On February 27, 2026, France24 reported that Cegedim Sante, a subsidiary of French healthcare technology group Cegedim, had suffered a breach affecting 15.8 million patient records. The disclosure came after a France 2 television broadcast the previous evening revealed the scale of the incident.
What Was Exposed
The breach affected Cegedim's MonLogicielMedical (MLM) platform, used by approximately 3,800 doctors in France. Of the 15.8 million administrative records compromised — containing names, dates of birth, addresses, phone numbers, and email addresses — approximately 165,000 files contained doctors' free-text clinical notes with highly sensitive medical information, including:
- HIV/AIDS status
- Psychiatric conditions and diagnoses
- Sexual orientation
- Mental health treatment details
According to The Register, approximately 1,500 practitioners were directly affected by the breach, representing roughly 40% of the MLM user base.
Timeline
Cegedim detected abnormal application request behaviour on doctor accounts in late 2025 and filed a criminal complaint with French authorities in October 2025. However, public disclosure did not occur until the France 2 broadcast on February 26, 2026. Cegedim issued an official statement on February 27, confirming the breach and stating that all affected physicians had been contacted in early January 2026.
Prior CNIL Enforcement
The breach is particularly significant because CNIL, the French data protection authority, had fined Cegedim Sante €800,000 on September 5, 2024 for processing health data without authorisation, including transmitting non-anonymised health data to customers.
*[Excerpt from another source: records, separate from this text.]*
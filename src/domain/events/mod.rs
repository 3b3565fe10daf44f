//! Domain events
//!
//! Raised by the order aggregate and drained with `take_events` after the
//! mutation is persisted. Published to NATS when a client is configured.

use rust_decimal::Decimal;
use serde::Serialize;
use uuid::Uuid;

use crate::domain::aggregates::order::{OrderStatus, PaymentStatus};

#[derive(Clone, Debug, Serialize)]
#[serde(tag = "type", rename_all = "snake_case")]
pub enum OrderEvent {
    Created {
        order_id: Uuid,
        order_number: String,
        user_id: Uuid,
        total: Decimal,
    },
    StatusChanged {
        order_id: Uuid,
        status: OrderStatus,
    },
    PaymentStatusChanged {
        order_id: Uuid,
        status: PaymentStatus,
    },
}

impl OrderEvent {
    pub fn subject(&self) -> &'static str {
        match self {
            Self::Created { .. } => "mealbox.orders.created",
            Self::StatusChanged { .. } => "mealbox.orders.status",
            Self::PaymentStatusChanged { .. } => "mealbox.orders.payment",
        }
    }
}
Inspections carried out by CNIL in 2021 had revealed these violations.
On February 13, 2026 — just two weeks before the breach became public — the Council of State confirmed all CNIL sanctions against Cegedim.
Context
This breach represents the largest known healthcare data exposure in EU history. Under GDPR Article 83, data controllers that fail to implement appropriate technical and organisational measures for health data face administrative fines of up to €20 million or 4% of global annual turnover. For organisations processing health data under NIS2 or subject to GDPR, this incident illustrates the compounding regulatory risk when data protection failures precede a breach.